My answer: So, if you're having an arm and a leg removed, do you come out even?
Real answer: This is a classic, "You got your good news and your bad news."
The good news is, Mission, like most other hospitals in America, has posted a price list.
The bad news? Well, I'll let this January article from the Nashville Tennessean tell the tale:
"Experts say the effort is well-intentioned but functionally useless: The pricing sheets are so complex, voluminous and misleading that no layperson could use them to decipher hospital prices, much less actually compare hospitals as intended."
The Tennessean quoted John Deane, a former hospital executive who runs a healthcare nonprofit in Nashville.
“I think it’s fair to say it’s a noble intent,” Deane said “The problem is, the way this is unfolding, it is virtually irrelevant.”
Usually, when someone is throwing around the term "virtually irrelevant," they're discussing my career, but I digress.
Let's see what Mission Health, which has just been acquired by Nashville-based HCA Healthcare, had to say about all this.
"Mission Health complies with the Center for Medicare and Medicaid Services’ price transparency requirements and those prices can be found here: missionhealth.org/financial-services/estimate-cost-of-care/pricing-transparency-information," said Rowena Buffett Timms, senior vice president for government and community relations at Mission. "But those prices are often largely unrelated to what someone actually pays.
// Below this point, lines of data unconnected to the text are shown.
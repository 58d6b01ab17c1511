//! Booking Manager
//!
//! Creates and cancels bookings. Seat reservation and the booking record
//! are written by the datastore as one atomic unit; this layer validates
//! input, checks ownership and logs outcomes.

use std::collections::HashMap;
use std::sync::Arc;

use uuid::Uuid;

use crate::domain::{Booking, DomainError, Event, OperationContext, Pricing, UserId};
use crate::error::AppError;
use crate::store::{BookingOutcome, BookingRequest, Datastore};

use super::{BookingResult, BookingView, CreateBookingCommand};

/// Booking service over a datastore
#[derive(Clone)]
pub struct BookingManager {
    store: Arc<dyn Datastore>,
    pricing: Pricing,
}

impl BookingManager {
    pub fn new(store: Arc<dyn Datastore>, pricing: Pricing) -> Self {
        Self { store, pricing }
    }

    /// Book `ticket_count` seats for `user_id`
    ///
    /// With an idempotency key, a repeated request returns the original
    /// booking without reserving again.
    pub async fn create_booking(
        &self,
        user_id: &UserId,
        command: CreateBookingCommand,
        idempotency_key: Option<Uuid>,
        context: &OperationContext,
    ) -> Result<BookingResult, AppError> {
        if command.ticket_count < 1 {
            return Err(DomainError::InvalidTicketCount(command.ticket_count).into());
        }
        let ticket_count = u32::try_from(command.ticket_count)
            .map_err(|_| DomainError::TicketCountTooLarge(command.ticket_count))?;

        let request = BookingRequest {
            user_id: user_id.clone(),
            event_id: command.event_id,
            ticket_count,
            idempotency_key,
            pricing: self.pricing,
        };

        let outcome = match self.store.reserve_and_record(request).await {
            Ok(outcome) => outcome,
            Err(e) => {
                tracing::info!(
                    user_id = %user_id,
                    event_id = %command.event_id,
                    ticket_count = ticket_count,
                    correlation_id = %context.correlation_id,
                    error = %e,
                    "Booking rejected"
                );
                return Err(e.into());
            }
        };

        match &outcome {
            BookingOutcome::Created { booking, reservation } => {
                tracing::info!(
                    booking_id = %booking.id,
                    user_id = %user_id,
                    event_id = %booking.event_id,
                    ticket_count = booking.ticket_count,
                    booked_seats = reservation.booked_seats_after,
                    total_price = %booking.total_price,
                    correlation_id = %context.correlation_id,
                    "Booking confirmed"
                );
            }
            BookingOutcome::Replayed(booking) => {
                tracing::info!(
                    booking_id = %booking.id,
                    user_id = %user_id,
                    correlation_id = %context.correlation_id,
                    "Booking replayed"
                );
            }
        }

        let replayed = outcome.is_replay();
        Ok(BookingResult {
            booking: outcome.into_booking(),
            replayed,
        })
    }

    /// Cancel a booking owned by `requester` and release its seats
    pub async fn cancel_booking(
        &self,
        booking_id: Uuid,
        requester: &UserId,
        context: &OperationContext,
    ) -> Result<Booking, AppError> {
        let outcome = self.store.cancel_and_release(booking_id, requester).await?;

        tracing::info!(
            booking_id = %booking_id,
            user_id = %requester,
            event_id = %outcome.booking.event_id,
            released = outcome.release.released,
            correlation_id = %context.correlation_id,
            "Booking cancelled"
        );
        Ok(outcome.booking)
    }

    /// A single booking, visible only to its owner
    pub async fn get_booking(&self, booking_id: Uuid, requester: &UserId) -> Result<Booking, AppError> {
        let booking = self
            .store
            .get_booking(booking_id)
            .await?
            .ok_or(AppError::BookingNotFound)?;
        booking.ensure_owner(requester)?;
        Ok(booking)
    }

    /// All bookings of a user, newest first, with their events.
    /// Bookings of deleted events come without `event`.
    pub async fn list_bookings_for_user(&self, user_id: &UserId) -> Result<Vec<BookingView>, AppError> {
        let bookings = self.store.bookings_for_user(user_id).await?;

        let mut events: HashMap<Uuid, Option<Event>> = HashMap::new();
        let mut views = Vec::with_capacity(bookings.len());
        for booking in bookings {
            let event = match events.get(&booking.event_id) {
                Some(event) => event.clone(),
                None => {
                    let event = self.store.get_event(booking.event_id).await?;
                    events.insert(booking.event_id, event.clone());
                    event
                }
            };
            views.push(BookingView { booking, event });
        }

        Ok(views)
    }
}
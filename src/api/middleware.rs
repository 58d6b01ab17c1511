//! API Middleware
//!
//! Request context, bearer authentication and request logging.

use std::net::SocketAddr;

use axum::{
    body::Body,
    extract::{ConnectInfo, State},
    http::{header::AUTHORIZATION, HeaderMap, Request},
    middleware::Next,
    response::{IntoResponse, Response},
};
use uuid::Uuid;

use crate::auth::bearer_token;
use crate::domain::{OperationContext, UserId};
use crate::error::AppError;
use crate::state::AppState;

/// Header set by `SetRequestIdLayer`
pub const REQUEST_ID_HEADER: &str = "x-request-id";

/// User resolved from a verified bearer token
#[derive(Debug, Clone, PartialEq, Eq)]
pub struct AuthenticatedUser {
    pub user_id: UserId,
}

// =========================================================================
// Operation context
// =========================================================================

/// Build the `OperationContext` for every request
pub async fn context_middleware(mut request: Request<Body>, next: Next) -> Response {
    let correlation_id = request
        .headers()
        .get(REQUEST_ID_HEADER)
        .and_then(|v| v.to_str().ok())
        .and_then(|s| Uuid::parse_str(s).ok())
        .unwrap_or_else(Uuid::new_v4);

    let mut context = OperationContext::for_request(correlation_id);
    if let Some(ConnectInfo(addr)) = request.extensions().get::<ConnectInfo<SocketAddr>>() {
        context = context.with_client_ip(addr.ip());
    }

    request.extensions_mut().insert(context);
    next.run(request).await
}

// =========================================================================
// Bearer token authentication
// =========================================================================

/// Verify `Authorization: Bearer <token>` and attach the user
pub async fn auth_middleware(
    State(state): State<AppState>,
    headers: HeaderMap,
    mut request: Request<Body>,
    next: Next,
) -> Result<Response, Response> {
    let header = headers.get(AUTHORIZATION).and_then(|v| v.to_str().ok());

    let user_id = match bearer_token(header).and_then(|token| state.tokens.verify(token)) {
        Ok(user_id) => user_id,
        Err(e) => {
            tracing::debug!(reason = %e, "Rejected bearer token");
            return Err(AppError::Unauthenticated(e).into_response());
        }
    };

    let context = request
        .extensions()
        .get::<OperationContext>()
        .cloned()
        .unwrap_or_default()
        .with_actor(user_id.clone());

    request.extensions_mut().insert(context);
    request.extensions_mut().insert(AuthenticatedUser { user_id });

    Ok(next.run(request).await)
}

// =========================================================================
// Request logging
// =========================================================================

/// Headers whose values never reach the logs
const SENSITIVE_HEADERS: &[&str] = &["authorization", "cookie", "set-cookie"];

/// Header list for debug logs with credentials replaced by `[REDACTED]`
pub fn mask_headers_for_logging(headers: &HeaderMap) -> Vec<(String, String)> {
    headers
        .iter()
        .map(|(name, value)| {
            let shown = if SENSITIVE_HEADERS.contains(&name.as_str()) {
                "[REDACTED]".to_string()
            } else {
                String::from_utf8_lossy(value.as_bytes()).into_owned()
            };
            (name.to_string(), shown)
        })
        .collect()
}

/// One line per request on arrival and one on completion. Runs inside
/// `context_middleware`, so the correlation id is already known.
pub async fn logging_middleware(request: Request<Body>, next: Next) -> Response {
    let method = request.method().clone();
    let path = request.uri().path().to_string();
    let correlation_id = request
        .extensions()
        .get::<OperationContext>()
        .map(|ctx| ctx.correlation_id);

    tracing::debug!(
        method = %method,
        path = %path,
        correlation_id = ?correlation_id,
        headers = ?mask_headers_for_logging(request.headers()),
        "Incoming request"
    );

    let start = std::time::Instant::now();
    let response = next.run(request).await;
    let status = response.status();
    let duration_ms = u64::try_from(start.elapsed().as_millis()).unwrap_or(u64::MAX);

    if status.is_server_error() {
        tracing::error!(method = %method, path = %path, status = %status, duration_ms, correlation_id = ?correlation_id, "Request failed");
    } else {
        tracing::info!(method = %method, path = %path, status = %status, duration_ms, correlation_id = ?correlation_id, "Request completed");
    }

    response
}

#[cfg(test)]
mod tests {
    use super::*;

    #[test]
    fn test_mask_headers_for_logging() {
        let mut headers = HeaderMap::new();
        headers.insert("content-type", "application/json".parse().unwrap());
        headers.insert("authorization", "Bearer abc.123.def".parse().unwrap());
        headers.insert("idempotency-key", "k-1".parse().unwrap());

        let masked = mask_headers_for_logging(&headers);

        let auth = masked.iter().find(|(k, _)| k == "authorization");
        let content_type = masked.iter().find(|(k, _)| k == "content-type");
        let key = masked.iter().find(|(k, _)| k == "idempotency-key");

        assert_eq!(auth.unwrap().1, "[REDACTED]");
        assert_eq!(content_type.unwrap().1, "application/json");
        assert_eq!(key.unwrap().1, "k-1");
    }

    #[test]
    fn test_sensitive_headers_list() {
        assert!(SENSITIVE_HEADERS.contains(&"authorization"));
        assert!(SENSITIVE_HEADERS.contains(&"cookie"));
        assert!(!SENSITIVE_HEADERS.contains(&"content-type"));
    }
}
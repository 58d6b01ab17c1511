//! Command Handlers module
//!
//! Services that orchestrate catalog, booking and availability operations
//! over a [`Datastore`](crate::store::Datastore).

mod availability_handler;
mod booking_handler;
mod catalog_handler;
mod commands;

#[cfg(test)]
mod tests;

pub use availability_handler::AvailabilityService;
pub use booking_handler::BookingManager;
pub use catalog_handler::EventCatalog;
pub use commands::*;
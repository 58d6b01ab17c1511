//! Bearer token verification
//!
//! The identity provider signs HS256 JWTs with the shared secret and puts
//! the user id in the `id` claim. Only `exp` is required besides it.

use chrono::{DateTime, Utc};
use jsonwebtoken::errors::ErrorKind;
use jsonwebtoken::{decode, encode, Algorithm, DecodingKey, EncodingKey, Header, Validation};
use serde::{Deserialize, Serialize};

use crate::domain::UserId;

/// Token failures. All of them surface as 401.
#[derive(Debug, Clone, PartialEq, Eq, thiserror::Error)]
pub enum AuthError {
    #[error("Missing bearer token")]
    MissingToken,

    #[error("Malformed bearer token")]
    Malformed,

    #[error("Token expired")]
    Expired,

    #[error("Invalid token signature")]
    BadSignature,

    #[error("Failed to sign token: {0}")]
    Signing(String),
}

impl From<jsonwebtoken::errors::Error> for AuthError {
    fn from(err: jsonwebtoken::errors::Error) -> Self {
        match err.kind() {
            ErrorKind::ExpiredSignature => AuthError::Expired,
            ErrorKind::InvalidSignature => AuthError::BadSignature,
            _ => AuthError::Malformed,
        }
    }
}

/// Claims of an identity provider token
#[derive(Debug, Serialize, Deserialize)]
struct Claims {
    id: String,
    #[serde(default, skip_serializing_if = "Option::is_none")]
    iat: Option<i64>,
    exp: i64,
}

/// Issues and verifies HS256 bearer tokens
#[derive(Clone)]
pub struct TokenAuthority {
    encoding: EncodingKey,
    decoding: DecodingKey,
    validation: Validation,
}

impl std::fmt::Debug for TokenAuthority {
    fn fmt(&self, f: &mut std::fmt::Formatter<'_>) -> std::fmt::Result {
        f.debug_struct("TokenAuthority").finish_non_exhaustive()
    }
}

impl TokenAuthority {
    pub fn new(secret: impl AsRef<[u8]>) -> Self {
        let secret = secret.as_ref();
        let mut validation = Validation::new(Algorithm::HS256);
        validation.leeway = 0;
        validation.set_required_spec_claims(&["exp"]);

        Self {
            encoding: EncodingKey::from_secret(secret),
            decoding: DecodingKey::from_secret(secret),
            validation,
        }
    }

    /// Issue a token for `user_id` valid until `expires_at`.
    /// Used by tooling and tests; production tokens come from the provider.
    pub fn issue(&self, user_id: &UserId, expires_at: DateTime<Utc>) -> Result<String, AuthError> {
        let claims = Claims {
            id: user_id.as_str().to_string(),
            iat: Some(Utc::now().timestamp()),
            exp: expires_at.timestamp(),
        };
        encode(&Header::new(Algorithm::HS256), &claims, &self.encoding)
            .map_err(|e| AuthError::Signing(e.to_string()))
    }

    /// Verify signature and expiry, then return the `id` claim
    pub fn verify(&self, token: &str) -> Result<UserId, AuthError> {
        let data = decode::<Claims>(token.trim(), &self.decoding, &self.validation)?;
        UserId::new(data.claims.id).map_err(|_| AuthError::Malformed)
    }
}

/// Extract the token from an `Authorization: Bearer <token>` value
pub fn bearer_token(header: Option<&str>) -> Result<&str, AuthError> {
    let header = header.ok_or(AuthError::MissingToken)?;
    let (scheme, token) = header.split_once(' ').ok_or(AuthError::Malformed)?;
    if !scheme.eq_ignore_ascii_case("bearer") {
        return Err(AuthError::Malformed);
    }
    let token = token.trim();
    if token.is_empty() {
        return Err(AuthError::MissingToken);
    }
    Ok(token)
}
That is why so many health systems have questioned the accuracy, reliability and value of this requirement, noting the considerable confusion and frustration that it is likely to create."
While Mission Hospital has posted price information on line, "It’s important to note that costs may be impacted by patients’ health insurance coverage, contracts their insurer has with healthcare providers, eligibility for charity care programs and more," said Mission Senior Vice President Rowena Buffett Timms. (Photo11: Angeli Wright/awright@citizen-times.com)
The link above will indeed guide you to a Mission page that will allow you click on a really long spreadsheet that lists various procedures and maladies and prices. For instance, "Chest Pain" is listed as $19,673, while an "Appendectomy without complicated principal diag w CC" will cost you $35,672.
Appendectomies run from $28,537 to $72,882, depending on the "CC's" or whatever else complicates matters. Peptic ulcers can be "uncomplicated" or "complicated," with a variety of other factors, and they can range from $18,461 to $28,123.
So on the one hand, you might get a very rough range of how much something may cost, but...
"It’s important to note that costs may be impacted by patients’ health insurance coverage, contracts their insurer has with healthcare providers, eligibility for charity care programs and more," Timms said. "Because everyone’s circumstances are unique, we are best able to assist patients when they call our Care Access Center at 828-213-9634. This allows us to give patients information specific to their own personal coverage, circumstances and needs."
As a guy who's gone in for a few surgeries over the past few years, including a neck fusion, knee repair, shoulder repair and a hernia repair (yes, it's almost time for someone to just take me out back and put me down), I can tell you the doctor's office and Mission can usually give you a pretty solid idea of what you're going to pay.
Suffice it to say, it's going to hurt more than the injury.
These new listings are not really going to help most consumers comparison shop.
The Tennessean also interviewed Angela Simmons, the vice president of reimbursement and revenue at Vanderbilt University Medical Center, often ranked among the best hospitals in the nation.
The newspaper noted that Simmons is "both a hospital administrator and an accountant, and yet she said the data released by her own hospital would not help her compare prices when planning even a common surgery."
“It would be absolutely impossible for me, and I know a fair amount about this,” Simmons said. “So, it would be impossible for the consumer.”
Once again, the federal government has solved our problem!